I just finished watching the movie Lean on Me, starring Morgan Freeman. The movie is about an inner-city high school plagued with gangs, drugs, and violence. Their test scores are dreadfully low, and the school faces being shutdown by the state. Morgan Freeman's character is recruited by the superintendent to come in as principal and turn things around. The movie was made in 1989, but I think the challenges Freeman's character faces, while far more extreme, are very similar to the ones we face today.

It was interesting for me to watch in light of all the discussions I have been having lately with Mr. Meister and other teachers in the building about how to improve our school. Some of the biggest things that we have talked about is community involvement, parental support, and student buy-in. In the movie, those are exactly the areas that Freeman's character focuses on, as well. He goes to extraordinary lengths to show the students that he cares about their future. He visits the home of a student whose mother says she can't take care of her anymore and offers to help the mother find a better job and a better place to live so that she could provide a better life for her daughter.

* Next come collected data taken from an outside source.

use clap::Parser;
use std::path::PathBuf;

use crate::scaffold::RemovalRequest;

/// Arguments for the remove-bundle command
#[derive(Parser, Debug)]
#[command(after_help = "EXAMPLES:\n  \
                   Unlink the api module of the project in the current directory:\n    pax remove-bundle api\n\n\
                   Unlink a nested module:\n    pax remove-bundle core --dir bundles")]
pub struct RemoveBundleArgs {
    /// Module directory of the bundle
    pub name: String,

    /// Directory holding the module (defaults to current directory)
    #[arg(long, short = 'd', value_name = "PATH")]
    pub dir: Option<PathBuf>,
}

impl RemoveBundleArgs {
    pub fn request(&self, dir: PathBuf) -> RemovalRequest {
        RemovalRequest {
            name: self.name.clone(),
            dir,
        }
    }
}
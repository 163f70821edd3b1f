//! Version command implementation

use crate::config::options::{DEFAULT_FRAMEWORK, DEFAULT_RUNNER_VERSION};
use crate::error::Result;
use crate::runner::NG_THRESHOLD;

/// Run version command
pub fn run() -> Result<()> {
    println!("pax {}", env!("CARGO_PKG_VERSION"));
    println!();
    println!("Defaults:");
    println!("  Framework: {DEFAULT_FRAMEWORK}");
    println!("  Pax Runner: {DEFAULT_RUNNER_VERSION} (NG calling convention from {NG_THRESHOLD})");
    println!();
    println!("Build info:");
    println!("  Rust version: {}", env!("CARGO_PKG_RUST_VERSION"));
    println!("  Profile: {}", build_profile());

    Ok(())
}

fn build_profile() -> &'static str {
    if cfg!(debug_assertions) {
        "debug"
    } else {
        "release"
    }
}
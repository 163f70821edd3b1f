use clap::Parser;

/// Arguments for completions command
#[derive(Parser, Debug)]
#[command(after_help = "EXAMPLES:\n  \
                  Generate bash completions:\n    pax completions bash > ~/.bash_completion.d/pax\n\n\
                  Generate zsh completions:\n    pax completions zsh > ~/.zfunc/_pax\n\n\
                  Generate fish completions:\n    pax completions fish > ~/.config/fish/completions/pax.fish\n\n\
                  Generate PowerShell completions:\n    pax completions powershell")]
pub struct CompletionsArgs {
    /// Shell type (bash, elvish, fish, powershell, zsh)
    pub shell: String,
}
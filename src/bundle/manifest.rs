//! Jar manifest reading

use std::collections::HashMap;
use std::fs::File;
use std::io::Read as _;
use std::path::Path;

use thiserror::Error;

pub const MANIFEST_PATH: &str = "META-INF/MANIFEST.MF";

#[derive(Debug, Error)]
pub enum ManifestError {
    #[error("cannot open archive: {0}")]
    Io(#[from] std::io::Error),

    #[error("invalid archive: {0}")]
    Archive(#[from] zip::result::ZipError),
}

/// Main attributes of a jar manifest
#[derive(Debug, Default, Clone, PartialEq, Eq)]
pub struct Manifest {
    attributes: HashMap<String, String>,
}

impl Manifest {
    /// Parse the main section of a manifest
    ///
    /// Lines starting with a single space continue the previous value.
    /// Parsing stops at the first blank line, where per-entry sections begin.
    pub fn parse(content: &str) -> Self {
        let mut attributes: HashMap<String, String> = HashMap::new();
        let mut last: Option<String> = None;

        for line in content.lines() {
            if line.is_empty() {
                break;
            }
            if let Some(continuation) = line.strip_prefix(' ') {
                if let Some(key) = &last {
                    if let Some(value) = attributes.get_mut(key) {
                        value.push_str(continuation);
                    }
                }
                continue;
            }
            if let Some((key, value)) = line.split_once(':') {
                let key = key.trim().to_string();
                attributes.insert(key.clone(), value.trim_start().to_string());
                last = Some(key);
            }
        }

        Self { attributes }
    }

    /// Read the manifest of a jar, `None` when the jar has no manifest
    pub fn read_from_jar(path: &Path) -> Result<Option<Self>, ManifestError> {
        let mut archive = zip::ZipArchive::new(File::open(path)?)?;
        let mut entry = match archive.by_name(MANIFEST_PATH) {
            Ok(entry) => entry,
            Err(zip::result::ZipError::FileNotFound) => return Ok(None),
            Err(e) => return Err(e.into()),
        };
        let mut content = String::new();
        entry.read_to_string(&mut content)?;
        Ok(Some(Self::parse(&content)))
    }

    /// Attribute lookup; manifest names are case insensitive
    pub fn get(&self, name: &str) -> Option<&str> {
        self.attributes
            .iter()
            .find(|(key, _)| key.eq_ignore_ascii_case(name))
            .map(|(_, value)| value.as_str())
    }
}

He is a tough, demanding, unwavering disciplinarian, and at one point, almost his entire staff is on the verge of walking out on him because of his harsh approach towards motivating them to do better for their students, but he gets results.

I guess the biggest thing I got from the movie was a sense of motivation to try harder to reach my students, to impress upon them the importance of education, to continue to hold them to a higher standard, and to continue to push them until they meet that standard. Everyone in the movie thought he was the meanest, most selfish scoundrel imagineable to begin with, but when the school went from being a battlefield where no learning took place to one where students were excited to learn, it was all worth it.